Scientific classification
- Kingdom: Animalia
- Phylum: Chordata
- Class: Mammalia
- Order: Rodentia
- Family: Sciuridae
- Genus: Petaurista
- Species: P. magnificus
- Binomial name: Petaurista magnificus (Hodgson, 1836)

= Hodgson's giant flying squirrel =

- Genus: Petaurista
- Species: magnificus
- Authority: (Hodgson, 1836)
- Conservation status: LC

Species of rodent

Hodgson's giant flying squirrel (Petaurista magnificus) is a species of rodent in the family Sciuridae. This large flying squirrel lives in Himalayan forests in Asia. Like other flying squirrels, it is nocturnal and able to glide (not actually fly like a bat) long distances between trees by spreading out its patagium, skin between its limbs.

==Distribution and habitat==
The Hodgson's giant flying squirrel is native to the Himalayan region where found in Nepal, Bhutan, southern Xizang (Tibet) in China, and the Indian states of Sikkim, far northern West Bengal and much of Arunachal Pradesh. Although also reported from Bangladesh, Myanmar (Burma), and the Indian states of Assam and Meghalaya, its presence south and east of the Indian part of the Brahmaputra (Siang) River is questionable and likely the result of misidentifications of other species of giant flying squirrels. A taxonomic review of all flying squirrels did not include Bangladesh, Myanmar, Assam or Meghalaya as part of the range of the Hodgson's giant flying squirrel, a checklist and distribution review of mammals of India did not include Assam or Meghalaya as part of its range, and a guide to the mammals of Mainland Southeast Asia did not recognise the species as part of the fauna of Myanmar.

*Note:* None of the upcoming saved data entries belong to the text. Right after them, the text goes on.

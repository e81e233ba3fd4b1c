//! Special piece effects - clear sets for activations and two-special combos
//!
//! Every clear set only contains cells that currently hold a piece; walls and empty
//! cells are never part of one.

use std::collections::{BTreeMap, BTreeSet, VecDeque};

use crate::board::Board;
use crate::types::{Color, Position, SpecialKind};

/// One special piece going off
#[derive(Debug, Clone, PartialEq, Eq, Hash)]
pub struct Activation {
    pub position: Position,
    pub kind: SpecialKind,
    /// Color targeted by a color-clear
    pub target_color: Option<Color>,
    /// Cells this activation covers (sorted)
    pub area: Vec<Position>,
}

fn occupied_in(board: &Board, cells: impl Iterator<Item = Position>) -> BTreeSet<Position> {
    cells.filter(|&p| board.piece(p).is_some()).collect()
}

fn row_cells(board: &Board, row: i32) -> BTreeSet<Position> {
    occupied_in(board, (0..board.cols()).map(|c| Position::new(row, c)))
}

fn col_cells(board: &Board, col: i32) -> BTreeSet<Position> {
    occupied_in(board, (0..board.rows()).map(|r| Position::new(r, col)))
}

/// Square of side `2 * radius + 1` centered on `center`, clipped to the board
fn square_cells(board: &Board, center: Position, radius: i32) -> BTreeSet<Position> {
    let cells = (-radius..=radius)
        .flat_map(|dr| (-radius..=radius).map(move |dc| center.offset(dr, dc)))
        .filter(|&p| board.in_bounds(p));
    occupied_in(board, cells)
}

fn color_cells(board: &Board, color: Color) -> BTreeSet<Position> {
    board
        .pieces()
        .filter(|(_, piece)| piece.color == color)
        .map(|(pos, _)| pos)
        .collect()
}

/// Cells cleared when the special `kind` at `pos` activates on its own.
///
/// `target_color` is only read by a color-clear.
pub fn activation_area(
    board: &Board,
    pos: Position,
    kind: SpecialKind,
    target_color: Color,
) -> BTreeSet<Position> {
    let mut area = match kind {
        SpecialKind::RowClear => row_cells(board, pos.row),
        SpecialKind::ColumnClear => col_cells(board, pos.col),
        SpecialKind::AreaClear => square_cells(board, pos, 1),
        SpecialKind::ColorClear => color_cells(board, target_color),
    };
    if board.piece(pos).is_some() {
        area.insert(pos);
    }
    area
}

/// Cells cleared by swapping two specials together, centered on `to`.
///
/// Returns `None` unless both cells hold special pieces.
pub fn combo_area(board: &Board, from: Position, to: Position) -> Option<BTreeSet<Position>> {
    let a = board.piece(from)?;
    let b = board.piece(to)?;
    let (ka, kb) = (a.special?, b.special?);

    let mut area = match (ka, kb) {
        (SpecialKind::ColorClear, SpecialKind::ColorClear) => {
            board.pieces().map(|(pos, _)| pos).collect()
        }
        (SpecialKind::ColorClear, other) => color_combo(board, b.color, other),
        (other, SpecialKind::ColorClear) => color_combo(board, a.color, other),
        (SpecialKind::AreaClear, SpecialKind::AreaClear) => square_cells(board, to, 2),
        (SpecialKind::AreaClear, _) | (_, SpecialKind::AreaClear) => {
            let mut cells = BTreeSet::new();
            for d in -1..=1 {
                cells.extend(row_cells(board, to.row + d));
                cells.extend(col_cells(board, to.col + d));
            }
            cells
        }
        // Two line clears: full cross through the swap position.
        _ => {
            let mut cells = row_cells(board, to.row);
            cells.extend(col_cells(board, to.col));
            cells
        }
    };
    area.insert(from);
    area.insert(to);
    Some(area)
}

/// Every piece of `color` goes off as if it were a `kind` special
fn color_combo(board: &Board, color: Color, kind: SpecialKind) -> BTreeSet<Position> {
    let mut cells = BTreeSet::new();
    for pos in color_cells(board, color) {
        cells.extend(activation_area(board, pos, kind, color));
    }
    cells
}

/// Grow `targets` with the areas of every special caught inside it, until no new
/// special is reached.
///
/// Specials in `consumed` have already been resolved and do not go off again. A
/// color-clear targets the color in `color_targets` for its cell, else its own color.
pub fn expand_chain(
    board: &Board,
    targets: &BTreeSet<Position>,
    consumed: &BTreeSet<Position>,
    color_targets: &BTreeMap<Position, Color>,
) -> (BTreeSet<Position>, Vec<Activation>) {
    let mut cleared = targets.clone();
    let mut activated: BTreeSet<Position> = consumed.clone();
    let mut activations = Vec::new();
    let mut queue: VecDeque<Position> = targets.iter().copied().collect();

    while let Some(pos) = queue.pop_front() {
        let Some(piece) = board.piece(pos) else {
            continue;
        };
        let Some(kind) = piece.special else {
            continue;
        };
        if !activated.insert(pos) {
            continue;
        }

        let target = color_targets.get(&pos).copied().unwrap_or(piece.color);
        let area = activation_area(board, pos, kind, target);
        for &p in &area {
            if cleared.insert(p) {
                queue.push_back(p);
            }
        }
        activations.push(Activation {
            position: pos,
            kind,
            target_color: (kind == SpecialKind::ColorClear).then_some(target),
            area: area.into_iter().collect(),
        });
    }

    (cleared, activations)
}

The Hodgson's giant flying squirrel occurs at altitudes of between 400 and 3700 m, but it is mostly reported from 1500 to 2700 m. It is found in tropical forests, subtropical forests and temperate broadleaf forests. Although found in both forests that are deciduous and evergreen, it appears to prefer the former.

==Taxonomy and description==
The Hodgson's giant flying squirrel was named by Brian Houghton Hodgson in 1836 as Sciuropterus magnificus. It was later moved to the genus Petaurista, along with the other giant flying squirrels. The English name was coined later to honour Hodgson. Hodgson, who has been called the "father of Indian vertebrate zoology", planned on making a major book covering mammals and birds of Nepal, but to his disappointment it was never published. However, the illustrations intended for the book, including one showing three Hodgson's giant flying squirrels, are in the collection of London's Natural History Museum.

Two subspecies have been described: P. m. magnificus (at least in Nepal) and P. m. hodgsoni (at least in Darjeeling; scientific name also honouring Hodgson). The latter has somewhat darker fur and differs in certain cranial measurements. Some authorities recognise both subspecies, while others consider the species monotypic with P. m. hodgsoni being a synonym.

===Appearance===
This large flying squirrel has a head-and-body length of about 36-51 cm, a tail length of 41.5-55 cm and a weight of c. 1.35-1.8 kg. There are some variations in the proportions; some individuals have a longer tail than the head-and-body, but it is shorter in others.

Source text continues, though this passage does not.